_Work to be completed_. Go through the material and tally the lines containing the string "MissingHeader". Give the total alone.

_Material for this exercise_.
• • • • • • •
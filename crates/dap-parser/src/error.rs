//! Error types for ASCII response parsing.

use grid_common::GridError;
use thiserror::Error;

/// Result type for parser operations.
pub type ParseResult<T> = Result<T, ParseError>;

/// Error types for parsing. Every variant aborts the whole variable.
#[derive(Error, Debug, Clone, PartialEq)]
pub enum ParseError {
    /// No shape header for the variable anywhere in the response
    #[error("No header for variable '{0}'")]
    MissingHeader(String),

    /// A declared dimension is not a non-negative integer
    #[error("Invalid dimension '{token}' for variable '{variable}'")]
    InvalidDimension { variable: String, token: String },

    /// Rank outside the supported range
    #[error("Variable '{variable}' has unsupported rank {rank}")]
    UnsupportedRank { variable: String, rank: usize },

    /// Number of scalars differs from the declared shape
    #[error("Variable '{variable}' declares {expected} values, found {found}")]
    CountMismatch {
        variable: String,
        expected: usize,
        found: usize,
    },

    /// A scalar token is not a number
    #[error("Bad number '{token}' for variable '{variable}' on line {line}")]
    InvalidToken {
        variable: String,
        line: usize,
        token: String,
    },

    /// A data row does not have the expected layout
    #[error("Malformed row for variable '{variable}' on line {line}")]
    MalformedRow { variable: String, line: usize },

    /// The same axis has different lengths in two places
    #[error("Axis '{axis}' has length {expected} in '{first}' but {found} in '{second}'")]
    AxisMismatch {
        axis: String,
        expected: usize,
        found: usize,
        first: String,
        second: String,
    },

    /// A required metadata attribute is absent or unusable
    #[error("Missing attribute: {0}")]
    MissingAttribute(String),

    /// Metadata present but describing something unusable
    #[error("Invalid metadata: {0}")]
    InvalidMetadata(String),
}

impl ParseError {
    pub fn missing_header(variable: impl Into<String>) -> Self {
        Self::MissingHeader(variable.into())
    }

    pub fn malformed_row(variable: impl Into<String>, line: usize) -> Self {
        Self::MalformedRow {
            variable: variable.into(),
            line,
        }
    }
}

impl From<ParseError> for GridError {
    fn from(err: ParseError) -> Self {
        match err {
            ParseError::MissingHeader(_) | ParseError::MissingAttribute(_) => {
                GridError::MissingData(err.to_string())
            }
            ParseError::CountMismatch { .. }
            | ParseError::AxisMismatch { .. }
            | ParseError::UnsupportedRank { .. } => GridError::DimensionMismatch(err.to_string()),
            _ => GridError::InvalidFormat(err.to_string()),
        }
    }
}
• • • • • • •
_Response for this exercise_. 3